Exercise aim:
In the records that follow, locate every line with "errors" and extract it.

___

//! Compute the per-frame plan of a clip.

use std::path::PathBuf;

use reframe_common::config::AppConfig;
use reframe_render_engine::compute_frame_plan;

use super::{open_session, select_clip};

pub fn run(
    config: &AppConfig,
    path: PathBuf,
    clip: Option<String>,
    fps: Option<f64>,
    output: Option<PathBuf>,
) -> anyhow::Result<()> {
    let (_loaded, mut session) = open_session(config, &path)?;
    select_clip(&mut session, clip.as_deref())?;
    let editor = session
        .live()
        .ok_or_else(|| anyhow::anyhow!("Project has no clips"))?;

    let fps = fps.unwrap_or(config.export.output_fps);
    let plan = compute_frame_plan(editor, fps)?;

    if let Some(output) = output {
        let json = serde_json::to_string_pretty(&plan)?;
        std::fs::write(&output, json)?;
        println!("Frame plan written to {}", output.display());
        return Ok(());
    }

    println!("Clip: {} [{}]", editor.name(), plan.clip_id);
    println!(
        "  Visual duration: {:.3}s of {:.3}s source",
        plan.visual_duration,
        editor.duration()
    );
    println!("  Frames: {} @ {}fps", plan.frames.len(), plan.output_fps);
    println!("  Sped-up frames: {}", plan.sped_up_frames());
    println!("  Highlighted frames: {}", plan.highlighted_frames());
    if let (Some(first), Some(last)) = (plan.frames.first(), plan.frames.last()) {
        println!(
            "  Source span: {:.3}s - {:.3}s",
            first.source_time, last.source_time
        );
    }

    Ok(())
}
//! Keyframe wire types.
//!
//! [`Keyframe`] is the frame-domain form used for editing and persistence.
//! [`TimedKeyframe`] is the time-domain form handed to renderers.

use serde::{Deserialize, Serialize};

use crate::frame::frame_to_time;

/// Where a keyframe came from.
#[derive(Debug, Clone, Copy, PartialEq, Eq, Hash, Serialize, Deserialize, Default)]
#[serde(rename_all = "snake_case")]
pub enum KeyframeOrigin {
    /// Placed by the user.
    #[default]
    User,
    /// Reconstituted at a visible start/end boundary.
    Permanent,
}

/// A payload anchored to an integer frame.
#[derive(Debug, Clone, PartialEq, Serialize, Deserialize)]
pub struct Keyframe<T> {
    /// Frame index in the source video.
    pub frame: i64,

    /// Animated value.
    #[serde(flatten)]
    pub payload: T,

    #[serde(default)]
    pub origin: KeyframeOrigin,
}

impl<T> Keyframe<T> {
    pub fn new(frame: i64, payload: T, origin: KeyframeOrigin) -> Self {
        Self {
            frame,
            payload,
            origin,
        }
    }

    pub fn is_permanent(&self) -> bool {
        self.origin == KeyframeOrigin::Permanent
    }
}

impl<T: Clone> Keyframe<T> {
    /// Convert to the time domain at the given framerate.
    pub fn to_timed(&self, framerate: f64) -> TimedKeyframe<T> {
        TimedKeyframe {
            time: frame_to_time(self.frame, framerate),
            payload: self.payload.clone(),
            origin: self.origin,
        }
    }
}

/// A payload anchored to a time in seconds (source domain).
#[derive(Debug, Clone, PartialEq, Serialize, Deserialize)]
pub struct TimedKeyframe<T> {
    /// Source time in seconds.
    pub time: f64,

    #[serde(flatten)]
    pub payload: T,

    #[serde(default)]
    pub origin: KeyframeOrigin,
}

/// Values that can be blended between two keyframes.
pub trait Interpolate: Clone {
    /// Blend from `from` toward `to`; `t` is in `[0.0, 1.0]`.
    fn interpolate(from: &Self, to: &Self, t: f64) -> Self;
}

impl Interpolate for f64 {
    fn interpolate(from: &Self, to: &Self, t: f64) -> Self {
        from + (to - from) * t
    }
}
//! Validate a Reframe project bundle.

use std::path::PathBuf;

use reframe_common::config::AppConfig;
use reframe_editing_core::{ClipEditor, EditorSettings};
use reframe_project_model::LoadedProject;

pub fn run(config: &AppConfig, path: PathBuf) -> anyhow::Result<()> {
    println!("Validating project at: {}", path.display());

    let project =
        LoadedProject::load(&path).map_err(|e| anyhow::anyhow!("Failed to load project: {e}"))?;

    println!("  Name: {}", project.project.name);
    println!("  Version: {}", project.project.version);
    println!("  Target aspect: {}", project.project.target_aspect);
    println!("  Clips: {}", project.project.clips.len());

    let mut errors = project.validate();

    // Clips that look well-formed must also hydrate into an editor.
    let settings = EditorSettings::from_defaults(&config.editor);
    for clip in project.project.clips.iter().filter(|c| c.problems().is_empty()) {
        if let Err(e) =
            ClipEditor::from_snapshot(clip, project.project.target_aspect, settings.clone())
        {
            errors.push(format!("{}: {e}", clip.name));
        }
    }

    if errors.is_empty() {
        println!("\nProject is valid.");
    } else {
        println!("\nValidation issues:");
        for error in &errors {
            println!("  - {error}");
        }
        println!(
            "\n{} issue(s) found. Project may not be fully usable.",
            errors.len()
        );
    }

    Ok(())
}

___

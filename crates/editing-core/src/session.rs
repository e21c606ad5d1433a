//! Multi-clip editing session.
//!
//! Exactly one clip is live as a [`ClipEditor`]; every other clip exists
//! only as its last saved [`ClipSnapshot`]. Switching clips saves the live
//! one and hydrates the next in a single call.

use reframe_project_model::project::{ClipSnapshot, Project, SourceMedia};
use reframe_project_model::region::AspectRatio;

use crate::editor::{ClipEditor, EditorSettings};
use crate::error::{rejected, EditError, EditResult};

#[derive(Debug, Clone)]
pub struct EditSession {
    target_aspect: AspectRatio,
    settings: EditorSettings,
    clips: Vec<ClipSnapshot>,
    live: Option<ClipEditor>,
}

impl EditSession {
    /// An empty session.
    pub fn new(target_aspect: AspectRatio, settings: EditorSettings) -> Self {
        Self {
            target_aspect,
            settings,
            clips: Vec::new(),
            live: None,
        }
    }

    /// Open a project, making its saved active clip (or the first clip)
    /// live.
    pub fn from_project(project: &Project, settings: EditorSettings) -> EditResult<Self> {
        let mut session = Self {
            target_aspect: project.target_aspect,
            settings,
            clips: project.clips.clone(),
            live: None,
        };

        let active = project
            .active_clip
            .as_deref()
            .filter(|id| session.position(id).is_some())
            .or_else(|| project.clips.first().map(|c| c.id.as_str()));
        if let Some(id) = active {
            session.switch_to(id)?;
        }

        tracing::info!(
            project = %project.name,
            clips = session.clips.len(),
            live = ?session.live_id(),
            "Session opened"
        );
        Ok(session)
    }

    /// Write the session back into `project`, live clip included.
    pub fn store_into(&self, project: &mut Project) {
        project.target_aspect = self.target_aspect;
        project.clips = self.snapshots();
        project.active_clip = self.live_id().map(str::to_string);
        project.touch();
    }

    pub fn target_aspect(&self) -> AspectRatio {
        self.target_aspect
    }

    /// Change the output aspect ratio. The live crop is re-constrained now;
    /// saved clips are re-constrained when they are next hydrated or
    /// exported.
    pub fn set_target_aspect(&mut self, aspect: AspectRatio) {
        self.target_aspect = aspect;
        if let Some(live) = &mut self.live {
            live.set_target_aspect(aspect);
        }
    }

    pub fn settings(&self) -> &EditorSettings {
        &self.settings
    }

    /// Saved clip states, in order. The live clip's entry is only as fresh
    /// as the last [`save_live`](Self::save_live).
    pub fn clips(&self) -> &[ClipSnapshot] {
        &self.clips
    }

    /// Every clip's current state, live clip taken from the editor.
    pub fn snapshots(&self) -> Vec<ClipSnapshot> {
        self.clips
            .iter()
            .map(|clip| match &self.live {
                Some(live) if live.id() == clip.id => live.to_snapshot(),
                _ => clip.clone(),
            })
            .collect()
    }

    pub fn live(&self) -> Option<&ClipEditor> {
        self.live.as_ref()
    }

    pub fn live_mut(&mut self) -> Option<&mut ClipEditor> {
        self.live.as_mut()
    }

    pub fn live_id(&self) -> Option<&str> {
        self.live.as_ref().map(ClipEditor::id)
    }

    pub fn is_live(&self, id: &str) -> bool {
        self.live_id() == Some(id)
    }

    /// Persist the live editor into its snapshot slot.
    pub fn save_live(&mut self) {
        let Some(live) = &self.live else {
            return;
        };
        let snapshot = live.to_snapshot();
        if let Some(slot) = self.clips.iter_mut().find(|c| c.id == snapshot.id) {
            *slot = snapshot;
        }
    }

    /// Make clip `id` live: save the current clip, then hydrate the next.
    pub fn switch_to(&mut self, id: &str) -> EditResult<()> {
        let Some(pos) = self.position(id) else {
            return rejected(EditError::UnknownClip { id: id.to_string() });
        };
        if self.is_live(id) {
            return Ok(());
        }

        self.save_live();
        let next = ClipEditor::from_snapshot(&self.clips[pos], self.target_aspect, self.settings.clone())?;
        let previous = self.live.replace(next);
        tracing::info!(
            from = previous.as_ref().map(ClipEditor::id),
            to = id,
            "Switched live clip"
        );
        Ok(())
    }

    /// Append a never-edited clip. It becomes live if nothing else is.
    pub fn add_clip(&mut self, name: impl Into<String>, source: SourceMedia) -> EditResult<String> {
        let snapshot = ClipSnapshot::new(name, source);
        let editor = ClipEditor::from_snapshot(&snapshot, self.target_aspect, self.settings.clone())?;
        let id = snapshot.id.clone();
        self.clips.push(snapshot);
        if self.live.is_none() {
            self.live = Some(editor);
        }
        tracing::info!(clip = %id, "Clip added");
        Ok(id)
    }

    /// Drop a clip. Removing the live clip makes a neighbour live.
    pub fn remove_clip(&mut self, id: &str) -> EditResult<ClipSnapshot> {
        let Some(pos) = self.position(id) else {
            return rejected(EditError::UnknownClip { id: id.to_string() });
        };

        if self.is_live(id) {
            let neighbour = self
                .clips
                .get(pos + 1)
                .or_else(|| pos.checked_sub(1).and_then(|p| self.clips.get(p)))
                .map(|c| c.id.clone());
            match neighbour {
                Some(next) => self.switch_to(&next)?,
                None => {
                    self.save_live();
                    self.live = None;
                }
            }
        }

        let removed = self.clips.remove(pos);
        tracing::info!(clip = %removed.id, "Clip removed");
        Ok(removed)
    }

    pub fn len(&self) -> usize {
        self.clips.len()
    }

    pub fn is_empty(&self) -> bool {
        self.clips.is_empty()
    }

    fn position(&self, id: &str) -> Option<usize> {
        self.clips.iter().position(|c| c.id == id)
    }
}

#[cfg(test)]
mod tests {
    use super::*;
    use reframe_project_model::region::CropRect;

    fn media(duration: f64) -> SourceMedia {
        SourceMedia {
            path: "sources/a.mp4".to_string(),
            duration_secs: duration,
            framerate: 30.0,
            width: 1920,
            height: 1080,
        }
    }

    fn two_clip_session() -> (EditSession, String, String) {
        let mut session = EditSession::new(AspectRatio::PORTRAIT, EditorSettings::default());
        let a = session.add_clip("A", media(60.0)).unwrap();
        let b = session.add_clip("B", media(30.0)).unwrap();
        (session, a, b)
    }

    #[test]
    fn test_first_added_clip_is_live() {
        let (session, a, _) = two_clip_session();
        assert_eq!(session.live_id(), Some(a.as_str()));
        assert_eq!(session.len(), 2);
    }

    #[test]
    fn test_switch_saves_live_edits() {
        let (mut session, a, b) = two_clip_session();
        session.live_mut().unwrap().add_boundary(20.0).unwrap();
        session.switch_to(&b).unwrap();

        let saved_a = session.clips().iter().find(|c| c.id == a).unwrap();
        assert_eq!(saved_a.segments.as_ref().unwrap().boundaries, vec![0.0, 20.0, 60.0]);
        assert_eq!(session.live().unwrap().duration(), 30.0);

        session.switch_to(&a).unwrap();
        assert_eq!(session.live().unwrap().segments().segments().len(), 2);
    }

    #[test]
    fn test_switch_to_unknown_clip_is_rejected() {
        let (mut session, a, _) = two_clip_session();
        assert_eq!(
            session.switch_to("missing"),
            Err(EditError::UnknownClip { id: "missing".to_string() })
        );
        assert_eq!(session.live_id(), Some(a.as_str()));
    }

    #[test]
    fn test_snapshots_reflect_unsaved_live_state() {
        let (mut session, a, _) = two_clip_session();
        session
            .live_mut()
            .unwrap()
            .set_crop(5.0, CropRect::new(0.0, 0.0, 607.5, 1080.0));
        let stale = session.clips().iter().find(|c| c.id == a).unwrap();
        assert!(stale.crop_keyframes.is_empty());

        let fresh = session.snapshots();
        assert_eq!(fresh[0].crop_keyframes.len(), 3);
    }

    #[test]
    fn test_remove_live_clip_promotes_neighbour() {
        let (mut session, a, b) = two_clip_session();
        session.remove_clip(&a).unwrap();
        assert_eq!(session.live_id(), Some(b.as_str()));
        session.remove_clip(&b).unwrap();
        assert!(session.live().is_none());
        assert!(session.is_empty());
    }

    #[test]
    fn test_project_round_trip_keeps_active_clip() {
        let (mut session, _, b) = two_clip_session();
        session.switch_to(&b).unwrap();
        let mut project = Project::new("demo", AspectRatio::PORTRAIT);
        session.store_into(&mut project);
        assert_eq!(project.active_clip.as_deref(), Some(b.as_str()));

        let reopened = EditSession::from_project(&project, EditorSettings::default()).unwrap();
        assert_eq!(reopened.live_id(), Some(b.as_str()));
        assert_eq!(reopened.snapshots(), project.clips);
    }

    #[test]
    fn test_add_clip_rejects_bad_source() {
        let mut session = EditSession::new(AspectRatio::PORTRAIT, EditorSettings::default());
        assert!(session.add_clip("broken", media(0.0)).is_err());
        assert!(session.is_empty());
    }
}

___

Solution:
    let mut errors = project.validate();
            errors.push(format!("{}: {e}", clip.name));
    if errors.is_empty() {
        for error in &errors {
            errors.len()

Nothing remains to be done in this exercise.